Spent my last 20 years in consulting.
Made Partner in my 30s.
Led teams of 100 people.
Run 9-figure client portfolios.
Lived and worked in 4 continents.
Hired ~200 employees in multiple geos.
The hardest lesson I had to learn, at a real crossroads in my career, is a cliché everyone agrees with, but almost nobody truly understands:
"What got me here won't get me there."
Early on, progress rewards competence: you grind, you solve, you deliver.
YOU become the person.
Then you climb... and, basically without warning, the entire game changes.
At senior levels, being a brilliant problem-solver is no longer enough.
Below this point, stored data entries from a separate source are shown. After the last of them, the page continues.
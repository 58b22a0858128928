//! Sidecar lock file that serializes snapshot writers across processes.

use std::fs::{self, OpenOptions};
use std::io::Write;
use std::path::{Path, PathBuf};
use std::time::{Duration, SystemTime};

use crate::routing_error::{RoutingEngineResult, ThreadRoutingError};

pub(crate) const SNAPSHOT_LOCK_WAIT: Duration = Duration::from_secs(5);
pub(crate) const SNAPSHOT_LOCK_STALE_AFTER: Duration = Duration::from_secs(30);
const SNAPSHOT_LOCK_POLL: Duration = Duration::from_millis(10);

pub(crate) struct SnapshotLockGuard {
    path: PathBuf,
}

impl Drop for SnapshotLockGuard {
    fn drop(&mut self) {
        let _ = fs::remove_file(&self.path);
    }
}

/// `<snapshot>.lock` next to the snapshot file.
pub(crate) fn snapshot_lock_path(snapshot_path: &Path) -> PathBuf {
    let mut name = snapshot_path
        .file_name()
        .map(|name| name.to_os_string())
        .unwrap_or_else(|| "routing-store".into());
    name.push(".lock");
    snapshot_path.with_file_name(name)
}

pub(crate) async fn acquire_snapshot_lock(
    path: &Path,
    timeout: Duration,
    stale_after: Duration,
) -> RoutingEngineResult<SnapshotLockGuard> {
    if let Some(parent) = path.parent().filter(|dir| !dir.as_os_str().is_empty()) {
        fs::create_dir_all(parent)?;
    }

    let start = SystemTime::now();
    loop {
        match OpenOptions::new().create_new(true).write(true).open(path) {
            Ok(mut file) => {
                let _ = writeln!(file, "{}", std::process::id());
                return Ok(SnapshotLockGuard {
                    path: path.to_path_buf(),
                });
            }
            Err(error) if error.kind() == std::io::ErrorKind::AlreadyExists => {
                if reclaim_stale_lock(path, stale_after) {
                    tracing::warn!(lock = %path.display(), "reclaimed stale snapshot lock");
                    continue;
                }
                let elapsed = SystemTime::now().duration_since(start).unwrap_or_default();
                if elapsed >= timeout {
                    return Err(ThreadRoutingError::StoreUnavailable(format!(
                        "timed out acquiring snapshot lock {}",
                        path.display()
                    )));
                }
                tokio::time::sleep(SNAPSHOT_LOCK_POLL).await;
            }
            Err(error) => return Err(error.into()),
        }
    }
}

fn reclaim_stale_lock(path: &Path, stale_after: Duration) -> bool {
    if stale_after.is_zero() {
        return false;
    }
    let Ok(modified) = fs::metadata(path).and_then(|metadata| metadata.modified()) else {
        return false;
    };
    let age = SystemTime::now()
        .duration_since(modified)
        .unwrap_or_default();
    age >= stale_after && fs::remove_file(path).is_ok()
}
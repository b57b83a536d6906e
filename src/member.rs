//! Members passing through the entrance and exit turnstiles.

use crate::error::{Result, VillageError};
use crate::observe::{ResourceClient, Subscription, observer_fn};
use crate::resource::payload;
use crate::sensors::SensorKind;
use log::{info, warn};
use std::sync::Arc;
use std::time::Duration;
use strum::Display;

/// Client of one presence counter.
pub struct MemberClient {
    name: String,
    client: Arc<dyn ResourceClient>,
}

impl MemberClient {
    pub fn new(name: impl Into<String>, client: Arc<dyn ResourceClient>) -> Self {
        Self {
            name: name.into(),
            client,
        }
    }

    pub fn name(&self) -> &str {
        &self.name
    }

    /// Record a member passing the turnstile.
    pub async fn enter(&self, id: i32) -> Result<()> {
        info!("[{}] Member {} passing", self.name, id);
        self.client.post(&payload::encode_entry(id)).await
    }

    /// Number of entries recorded so far.
    pub async fn count(&self) -> Result<usize> {
        let state = self.client.get().await?;
        if state.kind != SensorKind::Count {
            return Err(VillageError::UnexpectedResponse(format!(
                "{} reported {} instead of a count",
                self.client.describe(),
                state
            )));
        }
        Ok(state.value as usize)
    }

    /// Log every count change until the returned subscription is dropped.
    pub async fn watch(&self) -> Result<Subscription> {
        let name = self.name.clone();
        self.client
            .observe(observer_fn(move |state| {
                info!("[{}] {} people", name, state.value as u64);
            }))
            .await
    }
}

#[derive(Debug, Clone, Copy, PartialEq, Eq, Display)]
pub enum Turnstile {
    Entrance,
    Exit,
}

/// One scripted member movement.
#[derive(Debug, Clone, Copy, PartialEq, Eq)]
pub struct Passage {
    pub turnstile: Turnstile,
    pub member: i32,
}

impl Passage {
    pub fn enter(member: i32) -> Self {
        Self {
            turnstile: Turnstile::Entrance,
            member,
        }
    }

    pub fn exit(member: i32) -> Self {
        Self {
            turnstile: Turnstile::Exit,
            member,
        }
    }
}

/// Members 5, 6 and 7 come in, 5 leaves, then 8 comes in.
pub fn default_scenario() -> Vec<Passage> {
    vec![
        Passage::enter(5),
        Passage::enter(6),
        Passage::enter(7),
        Passage::exit(5),
        Passage::enter(8),
    ]
}

/// Play `scenario` with `interval` between passages.
///
/// A failed passage is logged and skipped. Returns how many succeeded.
pub async fn run_scenario(
    entrance: &MemberClient,
    exit: &MemberClient,
    scenario: &[Passage],
    interval: Duration,
) -> usize {
    let mut recorded = 0;
    for (i, passage) in scenario.iter().enumerate() {
        if i > 0 {
            tokio::time::sleep(interval).await;
        }
        let turnstile = match passage.turnstile {
            Turnstile::Entrance => entrance,
            Turnstile::Exit => exit,
        };
        match turnstile.enter(passage.member).await {
            Ok(()) => recorded += 1,
            Err(e) => warn!(
                "[{}] Member {} could not pass: {}",
                turnstile.name(),
                passage.member,
                e
            ),
        }
    }
    recorded
}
In fact, it *can* become a liability.
The work that used to be all about answers, now starts being about implementing common sense at bigger scale.
The work now becomes about making ambiguous, high-stakes decisions with incomplete and/or conflicting information, and about building people who can succeed *without* you sitting next to them.
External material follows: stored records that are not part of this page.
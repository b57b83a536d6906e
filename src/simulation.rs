//! The whole village in one process.
//!
//! Binds the five facility servers, then drives them over CoAP exactly
//! like separate devices would: one heating pump and one chlorine mixer
//! per pool, the emergency supervisor over every pool resource and both
//! turnstiles, and the scripted member movements.

use crate::coap::{CoapClient, ResourceServer};
use crate::config::Config;
use crate::control::{
    ActuatorStats, ControlLoopActuator, EmergencySupervisor, MonitorReport, ThresholdPolicy,
};
use crate::error::Result;
use crate::member::{self, MemberClient};
use crate::observe::ResourceClient;
use crate::resource::{CHLORINE_PATH, IMMERSION_TEMP_PATH, ObservableResource, PRESENCE_PATH};
use crate::sensors::SensorState;
use chrono::{DateTime, Utc};
use futures_util::future::join_all;
use log::{info, warn};
use serde::Serialize;
use std::net::{IpAddr, Ipv4Addr, Ipv6Addr, SocketAddr};
use std::sync::Arc;
use tokio::task::JoinHandle;

pub const RELAXING_LAGOON: &str = "Relaxing Lagoon";
pub const OLYMPIC_POOL: &str = "Olympic Swimming Pool";
pub const CHILDREN_POOL: &str = "Children Pool";
pub const ENTRANCE: &str = "Entrance Turnstile";
pub const EXIT: &str = "Exit Turnstile";

struct Pool {
    name: &'static str,
    temperature: Arc<ObservableResource>,
    chlorine: Arc<ObservableResource>,
    addr: SocketAddr,
}

struct Turnstile {
    name: &'static str,
    counter: Arc<ObservableResource>,
    addr: SocketAddr,
}

#[derive(Debug, Clone, Serialize)]
pub struct ActuatorReport {
    pub name: String,
    pub stats: ActuatorStats,
}

#[derive(Debug, Clone, Serialize)]
pub struct ReadingReport {
    pub facility: String,
    pub path: String,
    pub state: SensorState,
    pub writes: u64,
}

/// What happened during one run.
#[derive(Debug, Clone, Serialize)]
pub struct SimulationReport {
    pub started_at: DateTime<Utc>,
    pub stopped_at: DateTime<Utc>,
    pub readings: Vec<ReadingReport>,
    pub actuators: Vec<ActuatorReport>,
    pub monitors: Vec<MonitorReport>,
    pub passages_recorded: Option<usize>,
}

/// A running village. Stop it with [`Village::shutdown`].
pub struct Village {
    started_at: DateTime<Utc>,
    servers: Vec<ResourceServer>,
    pools: Vec<Pool>,
    turnstiles: Vec<Turnstile>,
    actuators: Vec<ControlLoopActuator>,
    supervisor: EmergencySupervisor,
    members: Option<JoinHandle<usize>>,
}

impl Village {
    pub async fn start(config: &Config) -> Result<Self> {
        let started_at = Utc::now();
        let net = &config.network;
        let host = net.bind_host.as_str();
        let mut servers = Vec::new();

        let mut pools = Vec::new();
        for (name, port) in [
            (RELAXING_LAGOON, net.relaxing_lagoon_port),
            (OLYMPIC_POOL, net.olympic_pool_port),
            (CHILDREN_POOL, net.children_pool_port),
        ] {
            let temperature = Arc::new(
                ObservableResource::immersion_temperature(config.readings.temperature)
                    .with_max_age(config.max_age()),
            );
            let chlorine = Arc::new(
                ObservableResource::chlorine(config.readings.chlorine)
                    .with_max_age(config.max_age()),
            );
            let server = ResourceServer::bind(
                name,
                (host, port),
                vec![temperature.clone(), chlorine.clone()],
            )
            .await?;
            pools.push(Pool {
                name,
                temperature,
                chlorine,
                addr: reachable(server.local_addr()),
            });
            servers.push(server);
        }

        let mut turnstiles = Vec::new();
        for (name, port) in [(ENTRANCE, net.entrance_port), (EXIT, net.exit_port)] {
            let counter = Arc::new(
                ObservableResource::presence_counter().with_max_age(config.max_age()),
            );
            let server = ResourceServer::bind(name, (host, port), vec![counter.clone()]).await?;
            turnstiles.push(Turnstile {
                name,
                counter,
                addr: reachable(server.local_addr()),
            });
            servers.push(server);
        }

        let mut actuators = Vec::new();
        for pool in &pools {
            actuators.push(
                start_actuator(
                    format!("{} HeatingPump", pool.name),
                    pool.addr,
                    IMMERSION_TEMP_PATH,
                    config.heating_pump,
                )
                .await?,
            );
            actuators.push(
                start_actuator(
                    format!("{} ChlorineMixer", pool.name),
                    pool.addr,
                    CHLORINE_PATH,
                    config.chlorine_mixer,
                )
                .await?,
            );
        }

        let mut supervisor = EmergencySupervisor::new();
        for pool in &pools {
            supervisor
                .watch(
                    format!("{} temperature", pool.name),
                    remote(pool.addr, IMMERSION_TEMP_PATH).await?,
                    config.supervisor.temperature,
                )
                .await?;
            supervisor
                .watch(
                    format!("{} chlorine", pool.name),
                    remote(pool.addr, CHLORINE_PATH).await?,
                    config.supervisor.chlorine,
                )
                .await?;
        }
        for turnstile in &turnstiles {
            supervisor
                .watch_presence(turnstile.name, remote(turnstile.addr, PRESENCE_PATH).await?)
                .await?;
        }

        let entrance = MemberClient::new(ENTRANCE, remote(turnstiles[0].addr, PRESENCE_PATH).await?);
        let exit = MemberClient::new(EXIT, remote(turnstiles[1].addr, PRESENCE_PATH).await?);
        let interval = config.member_interval();
        let members = tokio::spawn(async move {
            let scenario = member::default_scenario();
            let recorded = member::run_scenario(&entrance, &exit, &scenario, interval).await;
            info!("[Members] Scenario finished, {} passages recorded", recorded);
            recorded
        });

        info!(
            "[Village] Running: {} facilities, {} actuators, {} monitors",
            servers.len(),
            actuators.len(),
            supervisor.len()
        );

        Ok(Self {
            started_at,
            servers,
            pools,
            turnstiles,
            actuators,
            supervisor,
            members: Some(members),
        })
    }

    /// Current readings of every hosted resource.
    pub fn readings(&self) -> Vec<ReadingReport> {
        let pool_readings = self.pools.iter().flat_map(|pool| {
            [&pool.temperature, &pool.chlorine]
                .into_iter()
                .map(move |resource| reading(pool.name, resource))
        });
        let turnstile_readings = self
            .turnstiles
            .iter()
            .map(|turnstile| reading(turnstile.name, &turnstile.counter));
        pool_readings.chain(turnstile_readings).collect()
    }

    pub fn monitors(&self) -> Vec<MonitorReport> {
        self.supervisor.report()
    }

    pub fn members_finished(&self) -> bool {
        self.members.as_ref().is_none_or(|task| task.is_finished())
    }

    /// Stop every consumer, then every server, and report.
    pub async fn shutdown(mut self) -> SimulationReport {
        info!("[Village] Shutting down");
        let passages_recorded = match self.members.take() {
            Some(task) if task.is_finished() => task.await.ok(),
            Some(task) => {
                task.abort();
                None
            }
            None => None,
        };

        let actuators = std::mem::take(&mut self.actuators)
            .into_iter()
            .map(|actuator| ActuatorReport {
                name: actuator.name().to_string(),
                stats: actuator.stop(),
            })
            .collect();
        self.supervisor.stop();
        let monitors = self.supervisor.report();
        let readings = self.readings();

        join_all(self.servers.iter_mut().map(|server| server.shutdown())).await;

        SimulationReport {
            started_at: self.started_at,
            stopped_at: Utc::now(),
            readings,
            actuators,
            monitors,
            passages_recorded,
        }
    }
}

fn reading(facility: &str, resource: &ObservableResource) -> ReadingReport {
    ReadingReport {
        facility: facility.to_string(),
        path: resource.path().to_string(),
        state: resource.read(),
        writes: resource.sequence(),
    }
}

/// Wildcard bind addresses are reached through loopback.
fn reachable(addr: SocketAddr) -> SocketAddr {
    match addr.ip() {
        IpAddr::V4(ip) if ip.is_unspecified() => {
            SocketAddr::new(IpAddr::V4(Ipv4Addr::LOCALHOST), addr.port())
        }
        IpAddr::V6(ip) if ip.is_unspecified() => {
            SocketAddr::new(IpAddr::V6(Ipv6Addr::LOCALHOST), addr.port())
        }
        _ => addr,
    }
}

async fn remote(addr: SocketAddr, path: &str) -> Result<Arc<dyn ResourceClient>> {
    Ok(Arc::new(CoapClient::connect(addr, path).await?))
}

async fn start_actuator(
    name: String,
    addr: SocketAddr,
    path: &str,
    policy: ThresholdPolicy,
) -> Result<ControlLoopActuator> {
    let client = remote(addr, path).await?;
    match ControlLoopActuator::start(name.clone(), client, policy).await {
        Ok(actuator) => Ok(actuator),
        Err(e) => {
            warn!("[{}] Could not start: {}", name, e);
            Err(e)
        }
    }
}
I'm telling you: if you still need to be in the weeds, you are already behind!
Real leadership (I know... the infamous L word...) requires something deeply uncomfortable for most human beings in corporate:
You gotta make yourself redundant.
Most people resist this. I did too.
When a team member brings you a problem, your instinct is to fix it in 30 seconds.
Don't.
Sit on your hands.
Ask a question and walk away.
If you keep fixing things, your team stays weak and you stay overworked.
Think back to a moment when you felt indispensable on a project or to a team: chances are that feeling (which you likely thought was a strength) was your ceiling.
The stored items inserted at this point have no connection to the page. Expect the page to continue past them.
//! CoAP transport for observable resources.
//!
//! [`ResourceServer`] hosts resources on a UDP socket, [`CoapClient`]
//! reaches one resource on a remote server. Both share [`Transmitter`],
//! which owns message ids and retransmits confirmable messages until the
//! peer acknowledges them.

pub mod client;
pub mod message;
pub mod server;

pub use client::CoapClient;
pub use message::{Code, Message, MessageType};
pub use server::ResourceServer;

use crate::error::{Result, VillageError};
use log::{debug, trace};
use parking_lot::Mutex;
use std::collections::HashMap;
use std::net::SocketAddr;
use std::sync::Arc;
use std::sync::atomic::{AtomicU16, Ordering};
use std::time::Duration;
use tokio::net::UdpSocket;
use tokio::sync::oneshot;

pub const DEFAULT_PORT: u16 = 5683;
pub const WELL_KNOWN_CORE: &str = "/.well-known/core";
pub const MAX_DATAGRAM: usize = 1152;

/// How long a server remembers a confirmable exchange for duplicate detection.
pub const EXCHANGE_LIFETIME: Duration = Duration::from_secs(247);

/// Confirmable retransmission schedule.
#[derive(Debug, Clone, Copy, PartialEq, Eq)]
pub struct Retransmission {
    /// Wait before the first retransmission; doubled on every retry.
    pub ack_timeout: Duration,
    pub max_retransmit: u32,
}

impl Default for Retransmission {
    fn default() -> Self {
        Self {
            ack_timeout: Duration::from_secs(2),
            max_retransmit: 4,
        }
    }
}

type ExchangeKey = (SocketAddr, u16);

/// Sends datagrams and matches ACK/RST replies to outstanding confirmables.
pub struct Transmitter {
    socket: Arc<UdpSocket>,
    retransmission: Retransmission,
    next_mid: AtomicU16,
    pending: Mutex<HashMap<ExchangeKey, oneshot::Sender<Message>>>,
}

impl Transmitter {
    pub fn new(socket: Arc<UdpSocket>, retransmission: Retransmission) -> Self {
        Self {
            socket,
            retransmission,
            next_mid: AtomicU16::new(rand::random()),
            pending: Mutex::new(HashMap::new()),
        }
    }

    pub fn socket(&self) -> &UdpSocket {
        &self.socket
    }

    pub fn next_message_id(&self) -> u16 {
        self.next_mid.fetch_add(1, Ordering::Relaxed)
    }

    pub async fn send(&self, message: &Message, peer: SocketAddr) -> Result<()> {
        trace!("[CoAP TX] {} to {}", message, peer);
        self.send_bytes(&message.encode(), peer).await
    }

    pub async fn send_bytes(&self, data: &[u8], peer: SocketAddr) -> Result<()> {
        debug!("[CoAP TX] {} bytes to {}", data.len(), peer);
        let preview_len = data.len().min(64);
        trace!("[CoAP TX] payload: {:02x?}", &data[..preview_len]);
        self.socket.send_to(data, peer).await?;
        Ok(())
    }

    /// Send a CON message and wait for the matching ACK or RST.
    ///
    /// Fails with `Transport` once every retransmission went unanswered.
    pub async fn send_confirmable(&self, message: &Message, peer: SocketAddr) -> Result<Message> {
        let key = (peer, message.message_id);
        let (tx, mut rx) = oneshot::channel();
        self.pending.lock().insert(key, tx);

        let result = self.retransmit(message, peer, &mut rx).await;
        self.pending.lock().remove(&key);
        result
    }

    async fn retransmit(
        &self,
        message: &Message,
        peer: SocketAddr,
        rx: &mut oneshot::Receiver<Message>,
    ) -> Result<Message> {
        let mut timeout = self.retransmission.ack_timeout;
        for attempt in 0..=self.retransmission.max_retransmit {
            if attempt > 0 {
                debug!(
                    "[CoAP] retransmitting mid={} to {} (attempt {})",
                    message.message_id,
                    peer,
                    attempt + 1
                );
            }
            self.send(message, peer).await?;
            match tokio::time::timeout(timeout, &mut *rx).await {
                Ok(Ok(reply)) => return Ok(reply),
                Ok(Err(_)) => {
                    return Err(VillageError::Transport(format!(
                        "exchange mid={} with {} abandoned",
                        message.message_id, peer
                    )));
                }
                Err(_) => timeout *= 2,
            }
        }
        Err(VillageError::Transport(format!(
            "no reply from {} after {} attempts",
            peer,
            self.retransmission.max_retransmit + 1
        )))
    }

    /// Route an ACK or RST to the confirmable waiting for it.
    pub fn complete(&self, peer: SocketAddr, reply: Message) -> bool {
        let waiter = self.pending.lock().remove(&(peer, reply.message_id));
        match waiter {
            Some(tx) => {
                let _ = tx.send(reply);
                true
            }
            None => false,
        }
    }

    /// Drop every outstanding confirmable; their senders see `Transport`.
    pub fn abandon_all(&self) {
        self.pending.lock().clear();
    }
}

/// Dump the first bytes of an inbound datagram.
pub(crate) fn log_received(data: &[u8], peer: SocketAddr) {
    debug!("[CoAP RX] {} bytes from {}", data.len(), peer);
    let preview_len = data.len().min(64);
    trace!("[CoAP RX] payload: {:02x?}", &data[..preview_len]);
}

#[cfg(test)]
mod tests {
    use super::*;

    fn fast() -> Retransmission {
        Retransmission {
            ack_timeout: Duration::from_millis(20),
            max_retransmit: 2,
        }
    }

    #[tokio::test]
    async fn test_unanswered_confirmable_gives_up() {
        let socket = Arc::new(UdpSocket::bind("127.0.0.1:0").await.unwrap());
        let silent = UdpSocket::bind("127.0.0.1:0").await.unwrap();
        let peer = silent.local_addr().unwrap();
        let transmitter = Transmitter::new(socket, fast());

        let request = Message::request(
            MessageType::Confirmable,
            Code::GET,
            transmitter.next_message_id(),
            vec![1],
            "/ImmersionTempResource",
        );
        let err = transmitter.send_confirmable(&request, peer).await.unwrap_err();
        assert!(matches!(err, VillageError::Transport(_)));

        // Original plus two retransmissions reached the peer.
        let mut buf = [0u8; MAX_DATAGRAM];
        for _ in 0..3 {
            let (len, _) = silent.recv_from(&mut buf).await.unwrap();
            assert_eq!(Message::decode(&buf[..len]).unwrap(), request);
        }
    }

    #[tokio::test]
    async fn test_complete_wakes_waiter() {
        let socket = Arc::new(UdpSocket::bind("127.0.0.1:0").await.unwrap());
        let peer_socket = UdpSocket::bind("127.0.0.1:0").await.unwrap();
        let peer = peer_socket.local_addr().unwrap();
        let transmitter = Arc::new(Transmitter::new(socket, Retransmission::default()));

        let request = Message::request(
            MessageType::Confirmable,
            Code::GET,
            42,
            Vec::new(),
            "/ChlorineResource",
        );
        let waiter = {
            let transmitter = transmitter.clone();
            let request = request.clone();
            tokio::spawn(async move { transmitter.send_confirmable(&request, peer).await })
        };

        let mut buf = [0u8; MAX_DATAGRAM];
        let _ = peer_socket.recv_from(&mut buf).await.unwrap();
        let ack = Message::empty(MessageType::Acknowledgement, 42);
        assert!(transmitter.complete(peer, ack.clone()));
        assert_eq!(waiter.await.unwrap().unwrap(), ack);
        assert!(!transmitter.complete(peer, ack));
    }
}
If a deck is 80% as good as you would make it, leave it alone. If you spend your Sunday night polishing someone else's slides, what are you really?! A proofreader?!
You have to let people fail small so the organization doesn't fail big.
The shift from "doer" to "enabler" forces you to unlearn habits that once had made you successful; it can be ego-bruising and perhaps boring, but it is the only way to scale.
That shedding is the price of playing the long game - the only one worth playing.
All the best.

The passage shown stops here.